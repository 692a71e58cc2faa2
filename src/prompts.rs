//! Prompts for vision analysis of isometric piping drawings.
//!
//! Centralising the prompts keeps the request-building code in
//! [`crate::pipeline::llm`] free of prose and lets unit tests inspect them
//! directly. Callers can override the system prompt via
//! [`crate::config::WeldMapConfig::system_prompt`].
//!
//! The reply schema requested here is the `pipes / fittings / supports /
//! weld_points` layout. Replies in the `green_pipes / weld_joints` layout are
//! still accepted by [`crate::ingest`].

/// Default system prompt.
pub const DEFAULT_SYSTEM_PROMPT: &str =
    "You are an expert in analyzing isometric engineering drawings. \
    You specialize in identifying pipe components, fittings, supports, and generating \
    accurate weld maps with coordinate information.";

const ANALYSIS_TEMPLATE: &str = r#"Analyze this isometric engineering drawing. The image is {width} x {height} pixels; every coordinate you report must be an [x, y] pixel position in that image, origin top-left.

1. COMPONENT IDENTIFICATION
   - Identify all straight pipe sections with their start and end coordinates
   - Locate pipe fittings (elbows, tees, flanges, reducers) with positions
   - Find pipe supports (labels starting with PS- or S-) with coordinates

2. WELD POINT DETECTION
   - Identify every pipe joint where welding is required
   - Look for existing weld symbols or joint indicators
   - Classify each joint as field_joint or shop_joint

3. COMPONENT DETAILS
   - Extract visible pipe schedules, diameters or materials

Respond with JSON only, in exactly this format:
{
  "pipes": [
    {"id": "pipe_1", "start_coords": [x1, y1], "end_coords": [x2, y2], "diameter": "if visible", "material": "if visible"}
  ],
  "fittings": [
    {"id": "fitting_1", "type": "elbow|tee|flange|reducer", "coords": [x, y], "connections": ["pipe_1"]}
  ],
  "supports": [
    {"id": "support_1", "label": "PS-1", "coords": [x, y], "type": "pipe_support"}
  ],
  "weld_points": [
    {"id": "weld_1", "coords": [x, y], "type": "field_joint|shop_joint", "connected_components": ["pipe_1"]}
  ],
  "drawing_info": {"scale": "if visible", "title": "if visible", "dimensions": "if visible"}
}"#;

/// User-turn instruction for one page of `width × height` pixels.
pub fn analysis_prompt(width: u32, height: u32) -> String {
    ANALYSIS_TEMPLATE
        .replace("{width}", &width.to_string())
        .replace("{height}", &height.to_string())
}

/// Short round-trip used by the connectivity check endpoint.
pub const PING_PROMPT: &str = "Reply with the single word: ready";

DIRECTIONS FOR THIS TASK:
Where a line of the entries above holds the word "const", return that line.

ANSWER SECTION:
pub const DEFAULT_SYSTEM_PROMPT: &str =
const ANALYSIS_TEMPLATE: &str = r#"Analyze this isometric engineering drawing. The image is {width} x {height} pixels; every coordinate you report must be an [x, y] pixel position in that image, origin top-left.
pub const PING_PROMPT: &str = "Reply with the single word: ready";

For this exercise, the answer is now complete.